I’m a software developer with 20 years of professional experience, and I think I’m one of the best programmers out there. (Do I have an ego? Probably. But it doesn’t change the numbers.)

Let’s assume my salary is around $150,000/year. Probably not far off for someone with 20 years of professional experience in Los Angeles, when you factor in bonuses and stock options and the like.

Okay, now say I’m going freelance. Well, when you add in corporate social security matching (which is really just a hidden tax), insurance, unemployment and the like–you need to add another 25% to that number. So this brings the amount to $200,000/year. That is what I would have to bring in as a freelancer in order to match my salary.

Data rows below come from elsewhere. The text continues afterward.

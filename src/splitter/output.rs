use std::fs::{self, OpenOptions};
use std::io::{self, Write};
use std::path::{Path, PathBuf};

use crate::error::{Result, SplitError};
use crate::models::LogEntry;
use crate::utils::{is_single_component, sanitize_title, validate_category};

/// Result of trying to create one stub file
#[derive(Debug, Clone, Copy, PartialEq, Eq)]
pub enum WriteOutcome {
    Created,
    /// A file already existed at the target path and was left untouched
    Skipped,
}

/// Target location of one entry's stub file
#[derive(Debug, Clone, PartialEq, Eq)]
pub struct OutputFile {
    pub category_dir: PathBuf,
    pub file_name: String,
}

impl OutputFile {
    /// Compute `<output_dir>/<category>/<date>_<issue>.<sanitized title>.md`
    ///
    /// # Errors
    ///
    /// - [`SplitError::UnsafeCategory`] if the category would escape the output directory
    /// - [`SplitError::UnsafeFileName`] if the date turns the file name into a nested path
    pub fn for_entry(output_dir: &Path, entry: &LogEntry) -> Result<Self> {
        validate_category(&entry.category)?;

        let file_name =
            format!("{}_{}.{}.md", entry.date, entry.issue, sanitize_title(&entry.title));
        if !is_single_component(&file_name) {
            return Err(SplitError::UnsafeFileName(file_name));
        }

        Ok(Self { category_dir: output_dir.join(&entry.category), file_name })
    }

    pub fn path(&self) -> PathBuf {
        self.category_dir.join(&self.file_name)
    }

    /// Create the category directory if needed and write the stub unless a file exists
    ///
    /// Uses `create_new`, so the existence check and the creation are one operation.
    pub fn write_if_absent(&self, title: &str) -> Result<WriteOutcome> {
        fs::create_dir_all(&self.category_dir).map_err(|source| {
            SplitError::CreateCategoryDir { path: self.category_dir.clone(), source }
        })?;

        let path = self.path();
        let file = match OpenOptions::new().write(true).create_new(true).open(&path) {
            Ok(file) => file,
            Err(e) if e.kind() == io::ErrorKind::AlreadyExists => return Ok(WriteOutcome::Skipped),
            Err(source) => return Err(SplitError::WriteFile { path, source }),
        };

        fill_new_file(file, path, title)?;
        Ok(WriteOutcome::Created)
    }
}

/// Write the stub into a file just created at `path`, removing it again on failure
///
/// A truncated stub left behind would count as skipped on every later run.
fn fill_new_file<W: Write>(mut writer: W, path: PathBuf, title: &str) -> Result<()> {
    let written = writer.write_all(render_stub(title).as_bytes()).and_then(|()| writer.flush());
    if let Err(source) = written {
        drop(writer);
        if let Err(e) = fs::remove_file(&path) {
            tracing::warn!("failed to remove partial file {}: {}", path.display(), e);
        }
        return Err(SplitError::WriteFile { path, source });
    }
    Ok(())
}

/// Stub body: a heading with the original title plus the start/end markers
pub fn render_stub(title: &str) -> String {
    format!("# Problem: {title}\n\n*[interview]: start\n\n*[interview]: end\n")
}

#[cfg(test)]
mod tests {
    use tempfile::TempDir;

    use super::*;
    use crate::models::IssueNumber;

    fn entry(category: &str, title: &str, issue: &str) -> LogEntry {
        LogEntry {
            category: category.to_string(),
            title: title.to_string(),
            url: format!("https://github.com/haizlin/fe-interview/issues/{issue}"),
            day_number: "1".to_string(),
            date: "2019-04-17".to_string(),
            issue: IssueNumber::from(issue),
        }
    }

    #[test]
    fn test_output_path_layout() {
        let out = OutputFile::for_entry(Path::new("out"), &entry("js", "What is a closure?", "3"))
            .unwrap();
        assert_eq!(out.path(), PathBuf::from("out/js/2019-04-17_3.What is a closure.md"));
    }

    #[test]
    fn test_output_path_uses_sanitized_title() {
        let out = OutputFile::for_entry(Path::new("out"), &entry("css", r#"A/B: "C""#, "9")).unwrap();
        assert_eq!(out.file_name, "2019-04-17_9.AB C.md");
    }

    #[test]
    fn test_output_path_keeps_issue_digits_verbatim() {
        let out = OutputFile::for_entry(Path::new("out"), &entry("js", "a", "007")).unwrap();
        assert_eq!(out.file_name, "2019-04-17_007.a.md");
    }

    #[test]
    fn test_failed_write_removes_partial_file() {
        struct FullDisk;
        impl Write for FullDisk {
            fn write(&mut self, _buf: &[u8]) -> io::Result<usize> {
                Err(io::Error::new(io::ErrorKind::Other, "no space left on device"))
            }
            fn flush(&mut self) -> io::Result<()> {
                Ok(())
            }
        }

        let dir = TempDir::new().unwrap();
        let path = dir.path().join("2019-04-17_1.closure.md");
        fs::write(&path, "").unwrap();

        let err = fill_new_file(FullDisk, path.clone(), "closure").unwrap_err();
        assert!(matches!(err, SplitError::WriteFile { .. }));
        assert!(!path.exists(), "partial stub must not survive a failed write");
    }

    #[test]
    fn test_output_rejects_unsafe_category() {
        let err = OutputFile::for_entry(Path::new("out"), &entry("..", "escape", "1")).unwrap_err();
        assert!(matches!(err, SplitError::UnsafeCategory(_)));
    }

    #[test]
    fn test_output_rejects_date_with_separators() {
        let mut e = entry("js", "closure", "1");
        e.date = "../../2019".to_string();
        let err = OutputFile::for_entry(Path::new("out"), &e).unwrap_err();
        assert!(matches!(err, SplitError::UnsafeFileName(_)));
    }

    #[test]
    fn test_render_stub_keeps_original_title() {
        assert_eq!(
            render_stub(r#"A/B: "C""#),
            "# Problem: A/B: \"C\"\n\n*[interview]: start\n\n*[interview]: end\n"
        );
    }

    #[test]
    fn test_write_if_absent_creates_then_skips() {
        let dir = TempDir::new().unwrap();
        let e = entry("vue", "nextTick", "7");
        let out = OutputFile::for_entry(dir.path(), &e).unwrap();

        assert_eq!(out.write_if_absent(&e.title).unwrap(), WriteOutcome::Created);
        assert!(out.category_dir.is_dir());
        assert_eq!(fs::read_to_string(out.path()).unwrap(), render_stub("nextTick"));

        assert_eq!(out.write_if_absent(&e.title).unwrap(), WriteOutcome::Skipped);
    }

    #[test]
    fn test_existing_file_is_not_overwritten() {
        let dir = TempDir::new().unwrap();
        let e = entry("vue", "nextTick", "7");
        let out = OutputFile::for_entry(dir.path(), &e).unwrap();
        fs::create_dir_all(&out.category_dir).unwrap();
        fs::write(out.path(), "my answer").unwrap();

        assert_eq!(out.write_if_absent(&e.title).unwrap(), WriteOutcome::Skipped);
        assert_eq!(fs::read_to_string(out.path()).unwrap(), "my answer");
    }

    #[test]
    fn test_category_dir_blocked_by_file() {
        let dir = TempDir::new().unwrap();
        fs::write(dir.path().join("js"), "not a directory").unwrap();
        let e = entry("js", "closure", "1");
        let out = OutputFile::for_entry(dir.path(), &e).unwrap();

        let err = out.write_if_absent(&e.title).unwrap_err();
        assert!(matches!(err, SplitError::CreateCategoryDir { .. }));
    }
}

Now lets assume I’m freelancing. (And I used to freelance, so I can attest to the following numbers.) If I’m doing real well, I should expect only about 60% of my time to be billable time. Why? Well, I’ll want to spend some time on vacation–four weeks a year cuts the number of billable hours by almost 10%. And the rest of my time will be spent searching for more freelance work–since, really, the reward of a job well done is being patted on the back and shown the door.

This translates into a base hourly rate of $200k/1200hrs or $160/hr.

Suppose I want to put together a web site for someone as an investment. Say it will take six months to assemble the web site. Well, the amount I would charge to do this as a consultant is easy: $160 * 24 weeks * 40 hours/week = $153,600.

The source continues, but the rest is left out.